Well anyway, yea you're right - this board got real quiet, real quick..


----------



## axs31 (Jul 5, 2006)

The whole thing is reminiscent of the exodus from Fanhome in 2003. Is it gonna be like this, that every 5 years or so this community moves on to another site because of some strange reason? Back then it was Loyalty4Life, quite ironically, I wonder who was leading the pack this time?

Please, someone PM me the link to the new site.


----------



## NWDJ (Mar 29, 2008)

please PM me the "s2" site as well.


----------



## sasaint (Jun 28, 2005)

I would apprecieate it if somebody also pm'd me the s2 web address.
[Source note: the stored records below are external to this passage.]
//! In-memory store and fixtures for engine unit tests.

use std::collections::{HashMap, HashSet};

use async_trait::async_trait;
use chrono::{DateTime, Duration, TimeZone, Utc};
use uuid::Uuid;

use super::{
    ComponentRepository, CounterRepository, FileRepository, JobEventRepository, JobRepository,
    JobstateRepository, RConfigurationRepository, RemoteciRepository, SequenceAllocator,
    TopicRepository,
};
use crate::error::SchedulerResult;
use crate::models::component::Component;
use crate::models::file::JobFile;
use crate::models::job::{Job, JobStatus, JobStatusUpdate};
use crate::models::job_event::{Counter, JobEvent};
use crate::models::jobstate::Jobstate;
use crate::models::rconfiguration::RConfiguration;
use crate::models::remoteci::Remoteci;
use crate::models::topic::Topic;
use crate::models::ResourceState;

#[derive(Debug, Default)]
pub struct MemoryStore {
    pub topics: Vec<Topic>,
    pub grants: HashSet<(Uuid, Uuid)>,
    pub components: Vec<Component>,
    pub remotecis: Vec<Remoteci>,
    pub rconfigurations: Vec<RConfiguration>,
    pub attachments: Vec<(Uuid, Uuid)>,
    pub jobs: Vec<Job>,
    pub job_components: Vec<(Uuid, Uuid)>,
    pub jobstates: Vec<Jobstate>,
    pub job_events: Vec<JobEvent>,
    pub files: Vec<JobFile>,
    pub sequences: HashMap<String, i64>,
    pub counters: HashMap<String, Counter>,
}

/// A fixed reference instant so fixture timestamps are reproducible.
pub fn epoch() -> DateTime<Utc> {
    Utc.with_ymd_and_hms(2024, 1, 1, 12, 0, 0).unwrap()
}

impl MemoryStore {
    pub fn add_topic(&mut self, name: &str, types: &[&str]) -> Topic {
        let topic = Topic {
            id: Uuid::new_v4(),
            name: name.to_string(),
            product_id: Some(Uuid::new_v4()),
            component_types: types.iter().map(|t| t.to_string()).collect(),
            optional_component_types: Vec::new(),
            export_control: false,
            next_topic_id: None,
            state: ResourceState::Active,
            created_at: epoch(),
            updated_at: epoch(),
        };
        self.topics.push(topic.clone());
        topic
    }

    pub fn add_remoteci(&mut self, team_id: Uuid) -> Remoteci {
        let remoteci = Remoteci {
            id: Uuid::new_v4(),
            name: "lab-rci".to_string(),
            team_id,
            state: ResourceState::Active,
            created_at: epoch(),
            updated_at: epoch(),
        };
        self.remotecis.push(remoteci.clone());
        remoteci
    }

    pub fn grant(&mut self, topic_id: Uuid, team_id: Uuid) {
        self.grants.insert((topic_id, team_id));
    }

    /// Active, exported, globally visible component created `age` before epoch.
    pub fn add_component(&mut self, topic_id: Uuid, type_: &str, age: Duration) -> Component {
        let created_at = epoch() - age;
        let component = Component {
            id: Uuid::new_v4(),
            topic_id,
            type_: type_.to_string(),
            name: format!("{type_}-{}", created_at.timestamp()),
            export_control: true,
            team_id: None,
            state: ResourceState::Active,
            created_at,
            updated_at: created_at,
        };
        self.components.push(component.clone());
        component
    }

    pub fn add_rconfiguration(
        &mut self,
        remoteci_id: Uuid,
        topic_id: Uuid,
        name: &str,
        created_at: DateTime<Utc>,
        component_types: Option<&[&str]>,
    ) -> RConfiguration {
        let rconfiguration = RConfiguration {
            id: Uuid::new_v4(),
            topic_id,
            name: name.to_string(),
            component_types: component_types
                .map(|types| types.iter().map(|t| t.to_string()).collect()),
            state: ResourceState::Active,
            created_at,
            updated_at: created_at,
        };
        self.rconfigurations.push(rconfiguration.clone());
        self.attachments.push((remoteci_id, rconfiguration.id));
        rconfiguration
    }

    pub fn job(&self, job_id: Uuid) -> &Job {
        self.jobs
            .iter()
            .find(|j| j.id == job_id)
            .expect("job exists")
    }

    fn job_mut(&mut self, job_id: Uuid) -> Option<&mut Job> {
        self.jobs.iter_mut().find(|j| j.id == job_id)
    }
}

#[async_trait]
impl TopicRepository for MemoryStore {
    async fn get_topic(&mut self, topic_id: Uuid) -> SchedulerResult<Option<Topic>> {
        Ok(self.topics.iter().find(|t| t.id == topic_id).cloned())
    }

    async fn team_has_grant(&mut self, topic_id: Uuid, team_id: Uuid) -> SchedulerResult<bool> {
        Ok(self.grants.contains(&(topic_id, team_id)))
    }
}

#[async_trait]
impl RemoteciRepository for MemoryStore {
    async fn get_remoteci(&mut self, remoteci_id: Uuid) -> SchedulerResult<Option<Remoteci>> {
        Ok(self.remotecis.iter().find(|r| r.id == remoteci_id).cloned())
    }
}

#[async_trait]
impl ComponentRepository for MemoryStore {
    async fn latest_active_component(
        &mut self,
        topic_id: Uuid,
        component_type: &str,
        export_control_required: bool,
    ) -> SchedulerResult<Option<Component>> {
        Ok(self
            .components
            .iter()
            .filter(|c| c.topic_id == topic_id && c.type_ == component_type)
            .filter(|c| c.is_active() && c.team_id.is_none())
            .filter(|c| c.export_control || !export_control_required)
            .max_by_key(|c| c.created_at)
            .cloned())
    }

    async fn get_component(&mut self, component_id: Uuid) -> SchedulerResult<Option<Component>> {
        Ok(self.components.iter().find(|c| c.id == component_id).cloned())
    }

    async fn components_for_job(&mut self, job_id: Uuid) -> SchedulerResult<Vec<Component>> {
        let ids: Vec<Uuid> = self
            .job_components
            .iter()
            .filter(|(j, _)| *j == job_id)
            .map(|(_, c)| *c)
            .collect();
        Ok(ids
            .iter()
            .filter_map(|id| self.components.iter().find(|c| c.id == *id).cloned())
            .collect())
    }
}

#[async_trait]
impl RConfigurationRepository for MemoryStore {
    async fn rconfigurations_for_remoteci(
        &mut self,
        remoteci_id: Uuid,
        topic_id: Uuid,
    ) -> SchedulerResult<Vec<RConfiguration>> {
        let attached: HashSet<Uuid> = self
            .attachments
            .iter()
            .filter(|(r, _)| *r == remoteci_id)
            .map(|(_, c)| *c)
            .collect();
        // Insertion order on purpose: the selector must impose its own order.
        Ok(self
            .rconfigurations
            .iter()
            .filter(|c| attached.contains(&c.id) && c.topic_id == topic_id)
            .filter(|c| c.state != ResourceState::Archived)
            .cloned()
            .collect())
    }
}

#[async_trait]
impl JobRepository for MemoryStore {
    async fn insert_job(&mut self, job: &Job) -> SchedulerResult<Job> {
        self.jobs.push(job.clone());
        Ok(job.clone())
    }

    async fn get_job(&mut self, job_id: Uuid) -> SchedulerResult<Option<Job>> {
        Ok(self.jobs.iter().find(|j| j.id == job_id).cloned())
    }

    async fn list_jobs(
        &mut self,
        team_id: Option<Uuid>,
        limit: i64,
        offset: i64,
    ) -> SchedulerResult<Vec<Job>> {
        let mut jobs: Vec<Job> = self
            .jobs
            .iter()
            .filter(|j| j.state != ResourceState::Archived)
            .filter(|j| team_id.map_or(true, |t| t == j.team_id))
            .cloned()
            .collect();
        jobs.sort_by(|a, b| b.created_at.cmp(&a.created_at).then(a.id.cmp(&b.id)));
        Ok(jobs
            .into_iter()
            .skip(offset.max(0) as usize)
            .take(limit.max(0) as usize)
            .collect())
    }

    async fn count_jobs(&mut self, team_id: Option<Uuid>) -> SchedulerResult<i64> {
        Ok(self
            .jobs
            .iter()
            .filter(|j| j.state != ResourceState::Archived)
            .filter(|j| team_id.map_or(true, |t| t == j.team_id))
            .count() as i64)
    }

    async fn last_rconfiguration_id(
        &mut self,
        topic_id: Uuid,
        remoteci_id: Uuid,
    ) -> SchedulerResult<Option<Uuid>> {
        Ok(self
            .jobs
            .iter()
            .filter(|j| j.topic_id == topic_id && j.remoteci_id == remoteci_id)
            .max_by_key(|j| j.created_at)
            .and_then(|j| j.rconfiguration_id))
    }

    async fn link_components(
        &mut self,
        job_id: Uuid,
        component_ids: &[Uuid],
    ) -> SchedulerResult<()> {
        self.job_components
            .extend(component_ids.iter().map(|c| (job_id, *c)));
        Ok(())
    }

    async fn update_job_status(
        &mut self,
        job_id: Uuid,
        expected_etag: Uuid,
        update: &JobStatusUpdate,
    ) -> SchedulerResult<Option<Job>> {
        let Some(job) = self.job_mut(job_id) else {
            return Ok(None);
        };
        if job.etag != expected_etag {
            return Ok(None);
        }
        job.status = update.status;
        if update.comment.is_some() {
            job.comment = update.comment.clone();
        }
        job.duration = update.duration;
        job.etag = update.etag;
        job.updated_at = update.updated_at;
        Ok(Some(job.clone()))
    }

    async fn kill_stale_jobs(
        &mut self,
        remoteci_id: Uuid,
        topic_id: Option<Uuid>,
        created_before: DateTime<Utc>,
    ) -> SchedulerResult<u64> {
        let mut killed = 0;
        for job in self.jobs.iter_mut() {
            let in_scope = job.remoteci_id == remoteci_id
                && topic_id.map_or(true, |t| t == job.topic_id);
            if in_scope
                && JobStatus::ACTIVE.contains(&job.status)
                && job.created_at < created_before
            {
                job.status = JobStatus::Killed;
                killed += 1;
            }
        }
        Ok(killed)
    }

    async fn archive_job(&mut self, job_id: Uuid, now: DateTime<Utc>) -> SchedulerResult<u64> {
        let Some(job) = self.job_mut(job_id) else {
            return Ok(0);
        };
        job.state = ResourceState::Archived;
        job.etag = Uuid::new_v4();
        job.updated_at = now;
        Ok(1)
    }

    async fn purge_archived_jobs(&mut self) -> SchedulerResult<u64> {
        let purged: HashSet<Uuid> = self
            .jobs
            .iter()
            .filter(|j| j.state == ResourceState::Archived)
            .map(|j| j.id)
            .collect();
        self.jobs.retain(|j| !purged.contains(&j.id));
        self.job_components.retain(|(j, _)| !purged.contains(j));
        self.jobstates.retain(|s| !purged.contains(&s.job_id));
        self.job_events.retain(|e| !purged.contains(&e.job_id));
        self.files.retain(|f| !purged.contains(&f.job_id));
        Ok(purged.len() as u64)
    }
}

#[async_trait]
impl JobstateRepository for MemoryStore {
    async fn insert_jobstate(&mut self, jobstate: &Jobstate) -> SchedulerResult<Jobstate> {
        self.jobstates.push(jobstate.clone());
        Ok(jobstate.clone())
    }

    async fn jobstates_for_job(&mut self, job_id: Uuid) -> SchedulerResult<Vec<Jobstate>> {
        Ok(self
            .jobstates
            .iter()
            .filter(|s| s.job_id == job_id)
            .cloned()
            .collect())
    }
}

#[async_trait]
impl JobEventRepository for MemoryStore {
    async fn insert_job_event(&mut self, event: &JobEvent) -> SchedulerResult<JobEvent> {
        self.job_events.push(event.clone());
        Ok(event.clone())
    }

    async fn job_events_from(
        &mut self,
        sequence: i64,
        limit: i64,
    ) -> SchedulerResult<Vec<JobEvent>> {
        let mut events: Vec<JobEvent> = self
            .job_events
            .iter()
            .filter(|e| e.id >= sequence)
            .cloned()
            .collect();
        events.sort_by_key(|e| e.id);
        events.truncate(limit.max(0) as usize);
        Ok(events)
    }

    async fn purge_job_events_from(&mut self, sequence: i64) -> SchedulerResult<u64> {
        let before = self.job_events.len();
        self.job_events.retain(|e| e.id < sequence);
        Ok((before - self.job_events.len()) as u64)
    }
}

#[async_trait]
impl FileRepository for MemoryStore {
    async fn files_for_job(&mut self, job_id: Uuid) -> SchedulerResult<Vec<JobFile>> {
        Ok(self
            .files
            .iter()
            .filter(|f| f.job_id == job_id && f.state != ResourceState::Archived)
            .cloned()
            .collect())
    }

    async fn archive_files_for_job(&mut self, job_id: Uuid) -> SchedulerResult<u64> {
        let mut archived = 0;
        for file in self.files.iter_mut().filter(|f| f.job_id == job_id) {
            file.state = ResourceState::Archived;
            archived += 1;
        }
        Ok(archived)
    }
}

#[async_trait]
impl SequenceAllocator for MemoryStore {
    async fn next_sequence(&mut self, kind: &str) -> SchedulerResult<i64> {
        let value = self.sequences.entry(kind.to_string()).or_insert(0);
        *value += 1;
        Ok(*value)
    }
}

#[async_trait]
impl CounterRepository for MemoryStore {
    async fn get_counter(&mut self, name: &str) -> SchedulerResult<Option<Counter>> {
        Ok(self.counters.get(name).cloned())
    }

    async fn create_counter(&mut self, counter: &Counter) -> SchedulerResult<()> {
        self.counters
            .entry(counter.name.clone())
            .or_insert_with(|| counter.clone());
        Ok(())
    }

    async fn update_counter(
        &mut self,
        name: &str,
        expected_etag: Uuid,
        sequence: i64,
        etag: Uuid,
    ) -> SchedulerResult<bool> {
        match self.counters.get_mut(name) {
            Some(counter) if counter.etag == expected_etag => {
                counter.sequence = sequence;
                counter.etag = etag;
                Ok(true)
            }
            _ => Ok(false),
        }
    }
}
Thanks.


----------



## BenDavis503 (Apr 11, 2007)

I will take a PM.


----------



## HurraKane212 (Aug 2, 2007)

I'll take a PM before this thread gets locked....


----------



## chris_in_pdx (Jul 11, 2004)

HurraKane212 said:


> I'll take a PM before this thread gets locked....


Ditto.


----------



## crowTrobot (Jun 24, 2005)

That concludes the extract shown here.